# Task directions
Would you output each record exactly as it stands?

# Material for this exercise
'''
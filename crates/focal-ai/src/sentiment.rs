//! Note sentiment scoring.
//!
//! Scores are advisory: a failed call degrades to the neutral pair and
//! the note write proceeds unchanged.

use serde::Deserialize;
use tracing::warn;

use focal_core::{truncate_chars, Sentiment, SentimentLabel, ServiceOutcome};

use crate::client::GenerationClient;

/// Inputs shorter than this (after trim) are not worth a service call.
const MIN_TEXT_CHARS: usize = 10;

/// Longest text slice embedded in the prompt.
const MAX_TEXT_CHARS: usize = 1000;

const MAX_TOKENS: u32 = 50;
const TEMPERATURE: f32 = 0.3;

/// Reply shape requested from the service. Missing fields take the
/// neutral defaults rather than failing the parse.
#[derive(Debug, Deserialize)]
struct SentimentReply {
    #[serde(default)]
    score: f64,
    #[serde(default = "neutral_label")]
    label: String,
}

fn neutral_label() -> String {
    "neutral".to_string()
}

/// Build the sentiment prompt for a piece of text.
pub fn sentiment_prompt(text: &str) -> String {
    format!(
        r#"Analyze the sentiment of the following text:

"{}"

Return a sentiment score (-1.0 to 1.0) and a label (positive/negative/neutral) as JSON:
{{"score": 0.0, "label": "neutral"}}"#,
        truncate_chars(text, MAX_TEXT_CHARS)
    )
}

/// Parse a service reply into a clamped sentiment pair.
///
/// A label outside the known set degrades to neutral; the score is kept.
pub fn parse_sentiment_reply(reply: &str) -> Result<Sentiment, serde_json::Error> {
    let parsed: SentimentReply = serde_json::from_str(reply)?;
    Ok(Sentiment {
        score: parsed.score.clamp(-1.0, 1.0),
        label: parsed.label.parse::<SentimentLabel>().unwrap_or_default(),
    })
}

/// Score the sentiment of `text`.
///
/// Short inputs and an unconfigured client are skipped without a call;
/// failed calls recover to the neutral pair.
pub async fn analyze_sentiment(client: &GenerationClient, text: &str) -> ServiceOutcome<Sentiment> {
    if !client.is_configured() || text.trim().chars().count() < MIN_TEXT_CHARS {
        return ServiceOutcome::Skipped(Sentiment::default());
    }

    let prompt = sentiment_prompt(text);

    match client.complete("", &prompt, MAX_TOKENS, TEMPERATURE).await {
        Ok(reply) => match parse_sentiment_reply(&reply) {
            Ok(sentiment) => ServiceOutcome::Served(sentiment),
            Err(e) => {
                warn!("Discarding malformed sentiment reply: {}", e);
                ServiceOutcome::recovered(Sentiment::default(), e.to_string())
            }
        },
        Err(e) => {
            warn!("Sentiment scoring failed: {}", e);
            ServiceOutcome::recovered(Sentiment::default(), e.to_string())
        }
    }
}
'''
# Response to this exercise
filename crates/focal-ai/src/sentiment.rs
//! Note sentiment scoring.
//!
//! Scores are advisory: a failed call degrades to the neutral pair and
//! the note write proceeds unchanged.

use serde::Deserialize;
use tracing::warn;

use focal_core::{truncate_chars, Sentiment, SentimentLabel, ServiceOutcome};

use crate::client::GenerationClient;

/// Inputs shorter than this (after trim) are not worth a service call.
const MIN_TEXT_CHARS: usize = 10;

/// Longest text slice embedded in the prompt.
const MAX_TEXT_CHARS: usize = 1000;

const MAX_TOKENS: u32 = 50;
const TEMPERATURE: f32 = 0.3;

/// Reply shape requested from the service. Missing fields take the
/// neutral defaults rather than failing the parse.
#[derive(Debug, Deserialize)]
struct SentimentReply {
    #[serde(default)]
    score: f64,
    #[serde(default = "neutral_label")]
    label: String,
}

fn neutral_label() -> String {
    "neutral".to_string()
}

/// Build the sentiment prompt for a piece of text.
pub fn sentiment_prompt(text: &str) -> String {
    format!(
        r#"Analyze the sentiment of the following text:

"{}"

Return a sentiment score (-1.0 to 1.0) and a label (positive/negative/neutral) as JSON:
{{"score": 0.0, "label": "neutral"}}"#,
        truncate_chars(text, MAX_TEXT_CHARS)
    )
}

/// Parse a service reply into a clamped sentiment pair.
///
/// A label outside the known set degrades to neutral; the score is kept.
pub fn parse_sentiment_reply(reply: &str) -> Result<Sentiment, serde_json::Error> {
    let parsed: SentimentReply = serde_json::from_str(reply)?;
    Ok(Sentiment {
        score: parsed.score.clamp(-1.0, 1.0),
        label: parsed.label.parse::<SentimentLabel>().unwrap_or_default(),
    })
}

/// Score the sentiment of `text`.
///
/// Short inputs and an unconfigured client are skipped without a call;
/// failed calls recover to the neutral pair.
pub async fn analyze_sentiment(client: &GenerationClient, text: &str) -> ServiceOutcome<Sentiment> {
    if !client.is_configured() || text.trim().chars().count() < MIN_TEXT_CHARS {
        return ServiceOutcome::Skipped(Sentiment::default());
    }

    let prompt = sentiment_prompt(text);

    match client.complete("", &prompt, MAX_TOKENS, TEMPERATURE).await {
        Ok(reply) => match parse_sentiment_reply(&reply) {
            Ok(sentiment) => ServiceOutcome::Served(sentiment),
            Err(e) => {
                warn!("Discarding malformed sentiment reply: {}", e);
                ServiceOutcome::recovered(Sentiment::default(), e.to_string())
            }
        },
        Err(e) => {
            warn!("Sentiment scoring failed: {}", e);
            ServiceOutcome::recovered(Sentiment::default(), e.to_string())
        }
    }
}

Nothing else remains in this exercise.